▸ **ACTIVITY**:
Go through the data and retrieve each line that includes the string "absent".

Saved entries
____

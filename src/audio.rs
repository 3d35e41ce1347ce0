pub mod synth;
pub mod tone;
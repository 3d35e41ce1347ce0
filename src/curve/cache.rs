use std::fs;
use std::path::{Path, PathBuf};

use super::hilbert::{self, GridPath};
use crate::foundation::error::{SonogridError, SonogridResult};

/// On-disk store for computed Hilbert paths, keyed by grid size.
///
/// Each entry is a JSON array of `[x, y]` pairs at `<root>/path<N>.json`.
#[derive(Clone, Debug)]
pub struct PathCache {
    root: PathBuf,
}

impl PathCache {
    /// Cache rooted at `root`. The directory is created lazily on first store.
    pub fn new(root: impl Into<PathBuf>) -> Self {
        Self { root: root.into() }
    }

    /// Default cache location in the working directory.
    pub fn default_root() -> PathBuf {
        PathBuf::from("sonogrid-cache")
    }

    fn entry_path(&self, size: u32) -> PathBuf {
        self.root.join(format!("path{size}.json"))
    }

    /// Load a previously stored path for `size`.
    ///
    /// Any read problem is treated as a miss: an absent entry, an unreadable
    /// file, malformed JSON, or a point set that fails path validation. Misses
    /// other than "absent" are logged so a corrupt cache is visible.
    pub fn load(&self, size: u32) -> Option<GridPath> {
        let entry = self.entry_path(size);
        let bytes = match fs::read(&entry) {
            Ok(bytes) => bytes,
            Err(err) => {
                if err.kind() != std::io::ErrorKind::NotFound {
                    tracing::warn!(
                        entry = %entry.display(),
                        %err,
                        "unreadable path cache entry, regenerating"
                    );
                }
                return None;
            }
        };
        let points: Vec<(u32, u32)> = match serde_json::from_slice(&bytes) {
            Ok(points) => points,
            Err(err) => {
                tracing::warn!(
                    entry = %entry.display(),
                    %err,
                    "corrupt path cache entry, regenerating"
                );
                return None;
            }
        };
        match GridPath::from_points(size, points) {
            Ok(path) => Some(path),
            Err(err) => {
                tracing::warn!(
                    entry = %entry.display(),
                    %err,
                    "invalid path cache entry, regenerating"
                );
                None
            }
        }
    }

    /// Persist `path` under its grid size key.
    ///
    /// Creates the cache directory if needed; a plain file occupying the root
    /// location is removed first. The entry is written to a temp file and
    /// renamed into place so a concurrent reader never observes a partial
    /// write. Failures come back as [`SonogridError::CacheWrite`].
    pub fn store(&self, path: &GridPath) -> SonogridResult<()> {
        if self.root.exists() && !self.root.is_dir() {
            fs::remove_file(&self.root).map_err(|e| {
                SonogridError::cache_write(format!(
                    "cannot clear non-directory cache root '{}': {e}",
                    self.root.display()
                ))
            })?;
        }
        fs::create_dir_all(&self.root).map_err(|e| {
            SonogridError::cache_write(format!(
                "cannot create cache directory '{}': {e}",
                self.root.display()
            ))
        })?;

        let entry = self.entry_path(path.size());
        let tmp = entry.with_extension("json.tmp");
        let json = serde_json::to_vec(path.points()).map_err(|e| {
            SonogridError::cache_write(format!("cannot serialize path for cache: {e}"))
        })?;
        fs::write(&tmp, json).map_err(|e| {
            SonogridError::cache_write(format!("cannot write '{}': {e}", tmp.display()))
        })?;
        fs::rename(&tmp, &entry).map_err(|e| {
            SonogridError::cache_write(format!("cannot publish '{}': {e}", entry.display()))
        })
    }

    /// Root directory this cache writes into.
    pub fn root(&self) -> &Path {
        &self.root
    }
}

/// Hands out the traversal for a grid size.
///
/// Owned by the top-level driver and passed by reference into the pipeline,
/// so tests can inject a synthetic cache location and no global path state
/// exists. A failed store is reported and the freshly computed path is still
/// returned: a cache problem never blocks the run.
#[derive(Clone, Debug)]
pub struct PathProvider {
    cache: PathCache,
}

impl PathProvider {
    /// Provider backed by `cache`.
    pub fn new(cache: PathCache) -> Self {
        Self { cache }
    }

    /// Provider backed by the default cache location.
    pub fn with_default_cache() -> Self {
        Self::new(PathCache::new(PathCache::default_root()))
    }

    /// Load the path for `size`, generating and persisting it on a miss.
    #[tracing::instrument(skip(self))]
    pub fn obtain(&self, size: u32) -> SonogridResult<GridPath> {
        if let Some(path) = self.cache.load(size) {
            tracing::info!(size, "loaded hilbert path from cache");
            return Ok(path);
        }

        tracing::info!(size, "computing hilbert path (one-time cost per grid size)");
        let path = hilbert::hilbert_path(size)?;
        if let Err(err) = self.cache.store(&path) {
            tracing::warn!(%err, "failed to persist hilbert path; next run will recompute it");
        }
        Ok(path)
    }
}

#[cfg(test)]
#[path = "../../tests/unit/curve/cache.rs"]
mod tests;
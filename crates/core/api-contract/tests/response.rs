use api_contract::ApiResponse;

#[test]
fn api_response_success() {
    let response = ApiResponse::success("ok");
    assert!(response.success);
    assert!(response.data.is_some());
    assert!(response.error.is_none());
}

#[test]
fn api_response_error() {
    let response = ApiResponse::<()>::error("INVALID.QUERY", "ttl_seconds must be positive");
    assert!(!response.success);
    assert!(response.data.is_none());
    let error = response.error.expect("error body");
    assert_eq!(error.code, "INVALID.QUERY");
}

____

▸ **RESULT**:
    /// Any read problem is treated as a miss: an absent entry, an unreadable
    /// other than "absent" are logged so a corrupt cache is visible.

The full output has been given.